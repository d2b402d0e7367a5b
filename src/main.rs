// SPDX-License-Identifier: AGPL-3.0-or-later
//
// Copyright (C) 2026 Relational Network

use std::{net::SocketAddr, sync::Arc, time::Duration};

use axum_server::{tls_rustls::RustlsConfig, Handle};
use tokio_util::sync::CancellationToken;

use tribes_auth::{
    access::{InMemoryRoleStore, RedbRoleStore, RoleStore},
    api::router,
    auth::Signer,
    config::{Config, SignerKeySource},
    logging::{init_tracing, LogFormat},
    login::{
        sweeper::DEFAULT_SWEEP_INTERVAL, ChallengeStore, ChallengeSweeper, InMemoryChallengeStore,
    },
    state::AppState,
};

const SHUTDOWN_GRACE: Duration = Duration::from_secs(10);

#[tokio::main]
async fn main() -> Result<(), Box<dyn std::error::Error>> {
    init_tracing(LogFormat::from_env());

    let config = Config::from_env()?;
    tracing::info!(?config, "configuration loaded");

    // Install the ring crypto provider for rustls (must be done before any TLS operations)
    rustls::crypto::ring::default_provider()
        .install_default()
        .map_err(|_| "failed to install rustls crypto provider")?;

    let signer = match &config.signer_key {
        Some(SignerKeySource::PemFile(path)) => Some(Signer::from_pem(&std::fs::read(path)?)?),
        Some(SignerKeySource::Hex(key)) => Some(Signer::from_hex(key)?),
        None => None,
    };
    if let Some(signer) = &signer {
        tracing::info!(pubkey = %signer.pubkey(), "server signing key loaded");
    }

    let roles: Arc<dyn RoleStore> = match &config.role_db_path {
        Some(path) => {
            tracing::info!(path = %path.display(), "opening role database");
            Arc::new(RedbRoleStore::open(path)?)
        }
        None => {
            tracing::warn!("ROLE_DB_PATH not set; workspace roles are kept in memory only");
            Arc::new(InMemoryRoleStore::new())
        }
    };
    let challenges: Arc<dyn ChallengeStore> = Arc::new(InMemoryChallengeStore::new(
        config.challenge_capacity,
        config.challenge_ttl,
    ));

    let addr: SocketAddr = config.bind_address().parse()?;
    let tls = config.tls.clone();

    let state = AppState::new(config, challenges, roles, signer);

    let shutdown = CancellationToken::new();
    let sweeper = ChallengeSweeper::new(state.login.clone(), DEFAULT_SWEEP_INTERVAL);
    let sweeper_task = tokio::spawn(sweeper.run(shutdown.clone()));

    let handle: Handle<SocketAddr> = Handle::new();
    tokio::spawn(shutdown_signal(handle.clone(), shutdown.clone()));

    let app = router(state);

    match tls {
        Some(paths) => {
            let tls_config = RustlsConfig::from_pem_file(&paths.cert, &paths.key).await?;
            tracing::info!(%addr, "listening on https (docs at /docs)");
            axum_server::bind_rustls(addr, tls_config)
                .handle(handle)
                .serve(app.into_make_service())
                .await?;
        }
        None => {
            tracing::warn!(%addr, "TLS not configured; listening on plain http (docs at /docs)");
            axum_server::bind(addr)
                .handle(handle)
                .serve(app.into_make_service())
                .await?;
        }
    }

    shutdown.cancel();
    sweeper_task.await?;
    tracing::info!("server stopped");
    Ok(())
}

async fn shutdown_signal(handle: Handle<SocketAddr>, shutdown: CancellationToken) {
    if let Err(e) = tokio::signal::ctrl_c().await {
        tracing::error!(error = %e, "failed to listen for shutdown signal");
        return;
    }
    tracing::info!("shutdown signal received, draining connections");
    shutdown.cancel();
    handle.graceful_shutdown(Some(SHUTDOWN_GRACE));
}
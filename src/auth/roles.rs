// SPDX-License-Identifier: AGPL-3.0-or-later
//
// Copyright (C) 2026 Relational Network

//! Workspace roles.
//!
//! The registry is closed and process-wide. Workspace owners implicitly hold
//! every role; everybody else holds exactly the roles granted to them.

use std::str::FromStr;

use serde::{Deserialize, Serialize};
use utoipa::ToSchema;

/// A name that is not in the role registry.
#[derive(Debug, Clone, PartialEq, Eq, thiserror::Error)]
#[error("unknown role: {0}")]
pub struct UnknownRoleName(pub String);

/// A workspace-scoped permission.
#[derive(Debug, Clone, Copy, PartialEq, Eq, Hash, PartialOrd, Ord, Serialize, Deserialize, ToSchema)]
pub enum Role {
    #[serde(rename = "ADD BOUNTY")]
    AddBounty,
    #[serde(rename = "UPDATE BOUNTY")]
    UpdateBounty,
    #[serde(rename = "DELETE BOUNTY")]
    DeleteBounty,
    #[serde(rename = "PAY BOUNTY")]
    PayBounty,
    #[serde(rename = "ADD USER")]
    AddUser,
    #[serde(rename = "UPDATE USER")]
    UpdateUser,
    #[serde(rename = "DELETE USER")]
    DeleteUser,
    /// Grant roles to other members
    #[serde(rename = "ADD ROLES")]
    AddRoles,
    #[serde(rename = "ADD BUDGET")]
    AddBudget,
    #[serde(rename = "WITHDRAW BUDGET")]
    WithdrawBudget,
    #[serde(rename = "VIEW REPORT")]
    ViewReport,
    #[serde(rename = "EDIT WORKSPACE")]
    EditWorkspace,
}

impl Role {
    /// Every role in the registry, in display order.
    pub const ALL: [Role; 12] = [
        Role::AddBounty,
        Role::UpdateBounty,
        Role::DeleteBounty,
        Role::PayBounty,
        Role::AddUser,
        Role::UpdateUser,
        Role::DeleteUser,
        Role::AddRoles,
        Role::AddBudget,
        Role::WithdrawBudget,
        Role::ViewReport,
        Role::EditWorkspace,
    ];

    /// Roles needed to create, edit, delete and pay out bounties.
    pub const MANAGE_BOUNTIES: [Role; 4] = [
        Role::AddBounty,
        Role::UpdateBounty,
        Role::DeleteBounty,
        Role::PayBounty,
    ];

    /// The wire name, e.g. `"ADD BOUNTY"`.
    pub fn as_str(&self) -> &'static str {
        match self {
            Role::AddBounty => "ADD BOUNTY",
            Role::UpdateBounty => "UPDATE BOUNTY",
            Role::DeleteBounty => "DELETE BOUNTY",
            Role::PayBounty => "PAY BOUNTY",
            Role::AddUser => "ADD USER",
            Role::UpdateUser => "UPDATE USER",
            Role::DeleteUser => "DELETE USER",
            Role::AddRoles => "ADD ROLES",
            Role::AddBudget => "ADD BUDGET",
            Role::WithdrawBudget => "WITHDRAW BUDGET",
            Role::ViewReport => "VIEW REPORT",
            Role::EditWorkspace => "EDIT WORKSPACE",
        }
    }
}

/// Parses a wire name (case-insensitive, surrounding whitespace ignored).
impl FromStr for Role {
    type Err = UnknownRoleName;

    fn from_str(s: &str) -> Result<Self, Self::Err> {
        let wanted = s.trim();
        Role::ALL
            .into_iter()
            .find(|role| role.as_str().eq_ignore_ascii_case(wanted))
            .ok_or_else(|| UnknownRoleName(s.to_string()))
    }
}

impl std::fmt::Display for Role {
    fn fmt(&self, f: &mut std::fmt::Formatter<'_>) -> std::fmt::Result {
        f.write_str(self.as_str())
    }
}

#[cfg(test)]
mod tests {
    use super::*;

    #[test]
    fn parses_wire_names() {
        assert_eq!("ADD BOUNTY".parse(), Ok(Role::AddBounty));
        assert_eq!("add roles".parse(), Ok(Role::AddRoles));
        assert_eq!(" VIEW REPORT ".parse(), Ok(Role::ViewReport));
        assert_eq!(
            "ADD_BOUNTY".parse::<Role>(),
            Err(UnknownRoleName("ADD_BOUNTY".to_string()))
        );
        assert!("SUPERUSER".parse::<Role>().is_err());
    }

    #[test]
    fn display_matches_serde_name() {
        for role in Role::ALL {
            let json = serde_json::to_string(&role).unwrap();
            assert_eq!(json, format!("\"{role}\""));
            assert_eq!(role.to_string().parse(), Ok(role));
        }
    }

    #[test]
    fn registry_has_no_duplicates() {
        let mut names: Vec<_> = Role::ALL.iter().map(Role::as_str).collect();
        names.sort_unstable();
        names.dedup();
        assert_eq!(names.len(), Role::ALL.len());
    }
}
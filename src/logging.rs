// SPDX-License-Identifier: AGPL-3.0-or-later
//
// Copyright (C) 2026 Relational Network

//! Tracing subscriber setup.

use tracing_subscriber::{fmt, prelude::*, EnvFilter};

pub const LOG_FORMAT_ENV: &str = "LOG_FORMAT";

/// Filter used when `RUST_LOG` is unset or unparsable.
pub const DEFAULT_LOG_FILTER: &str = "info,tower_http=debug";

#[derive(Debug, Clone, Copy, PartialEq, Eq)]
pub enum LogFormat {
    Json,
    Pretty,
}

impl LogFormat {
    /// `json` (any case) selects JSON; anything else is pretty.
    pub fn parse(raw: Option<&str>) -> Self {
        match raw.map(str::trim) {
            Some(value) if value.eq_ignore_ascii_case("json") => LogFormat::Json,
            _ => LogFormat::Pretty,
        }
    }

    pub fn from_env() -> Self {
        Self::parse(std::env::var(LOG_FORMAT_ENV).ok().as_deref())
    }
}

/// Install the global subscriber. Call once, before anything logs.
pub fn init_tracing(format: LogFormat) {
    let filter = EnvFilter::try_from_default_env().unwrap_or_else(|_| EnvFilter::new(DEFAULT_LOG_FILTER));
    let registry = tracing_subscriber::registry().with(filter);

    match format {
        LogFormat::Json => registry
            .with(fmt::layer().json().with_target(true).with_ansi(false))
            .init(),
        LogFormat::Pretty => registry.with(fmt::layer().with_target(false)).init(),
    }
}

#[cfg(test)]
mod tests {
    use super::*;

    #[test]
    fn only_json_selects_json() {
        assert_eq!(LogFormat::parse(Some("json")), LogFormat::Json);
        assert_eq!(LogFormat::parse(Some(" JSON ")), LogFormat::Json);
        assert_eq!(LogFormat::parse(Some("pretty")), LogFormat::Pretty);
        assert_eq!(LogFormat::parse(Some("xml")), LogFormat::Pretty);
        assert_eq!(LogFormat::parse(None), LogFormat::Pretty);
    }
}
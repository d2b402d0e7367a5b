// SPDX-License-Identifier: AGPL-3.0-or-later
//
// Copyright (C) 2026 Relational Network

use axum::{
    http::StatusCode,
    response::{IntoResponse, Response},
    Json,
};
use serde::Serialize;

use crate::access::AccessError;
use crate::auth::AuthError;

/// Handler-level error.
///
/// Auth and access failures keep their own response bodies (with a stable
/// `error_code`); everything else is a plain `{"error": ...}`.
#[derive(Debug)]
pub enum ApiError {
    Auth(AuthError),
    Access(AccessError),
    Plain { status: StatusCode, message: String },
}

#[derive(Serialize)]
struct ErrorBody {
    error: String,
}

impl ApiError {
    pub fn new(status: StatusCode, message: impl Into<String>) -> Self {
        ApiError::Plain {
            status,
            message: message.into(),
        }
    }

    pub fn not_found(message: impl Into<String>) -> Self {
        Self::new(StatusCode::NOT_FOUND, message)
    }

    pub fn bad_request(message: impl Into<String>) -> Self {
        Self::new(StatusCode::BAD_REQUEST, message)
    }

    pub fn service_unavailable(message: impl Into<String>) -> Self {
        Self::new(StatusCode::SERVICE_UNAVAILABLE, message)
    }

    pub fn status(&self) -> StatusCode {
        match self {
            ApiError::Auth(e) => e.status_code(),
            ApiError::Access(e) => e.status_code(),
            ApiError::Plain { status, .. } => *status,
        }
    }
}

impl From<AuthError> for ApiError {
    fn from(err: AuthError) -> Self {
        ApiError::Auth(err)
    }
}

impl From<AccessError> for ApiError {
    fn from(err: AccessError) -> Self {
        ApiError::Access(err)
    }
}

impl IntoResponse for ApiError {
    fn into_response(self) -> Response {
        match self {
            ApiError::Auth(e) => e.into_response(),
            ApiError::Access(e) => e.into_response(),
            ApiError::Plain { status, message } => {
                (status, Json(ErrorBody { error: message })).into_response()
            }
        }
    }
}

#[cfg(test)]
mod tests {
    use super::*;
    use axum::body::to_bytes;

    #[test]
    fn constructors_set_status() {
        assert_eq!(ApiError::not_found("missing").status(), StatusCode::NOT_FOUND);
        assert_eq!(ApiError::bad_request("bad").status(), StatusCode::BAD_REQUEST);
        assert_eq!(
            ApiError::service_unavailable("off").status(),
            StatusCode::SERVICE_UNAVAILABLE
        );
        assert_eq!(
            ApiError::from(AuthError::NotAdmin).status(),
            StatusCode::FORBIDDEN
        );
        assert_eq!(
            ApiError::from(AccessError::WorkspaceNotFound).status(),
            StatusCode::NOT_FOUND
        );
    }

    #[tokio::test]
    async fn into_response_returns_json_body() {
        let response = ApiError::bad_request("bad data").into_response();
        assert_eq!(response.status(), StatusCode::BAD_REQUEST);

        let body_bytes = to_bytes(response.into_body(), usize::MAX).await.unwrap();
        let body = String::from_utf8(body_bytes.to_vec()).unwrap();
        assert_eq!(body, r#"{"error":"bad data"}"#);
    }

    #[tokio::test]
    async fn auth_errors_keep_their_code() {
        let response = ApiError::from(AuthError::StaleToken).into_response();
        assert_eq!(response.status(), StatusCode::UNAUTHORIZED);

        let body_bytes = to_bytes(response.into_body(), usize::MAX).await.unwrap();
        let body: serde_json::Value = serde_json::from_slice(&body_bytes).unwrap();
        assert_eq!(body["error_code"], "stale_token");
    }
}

☆ ☆ ☆

◆ WORK TASK ◆
Among the lines of the preceding data, which ones hold the word "anything"? List them.

◆ ANSWER BOX ◆
    /// `json` (any case) selects JSON; anything else is pretty.
/// Install the global subscriber. Call once, before anything logs.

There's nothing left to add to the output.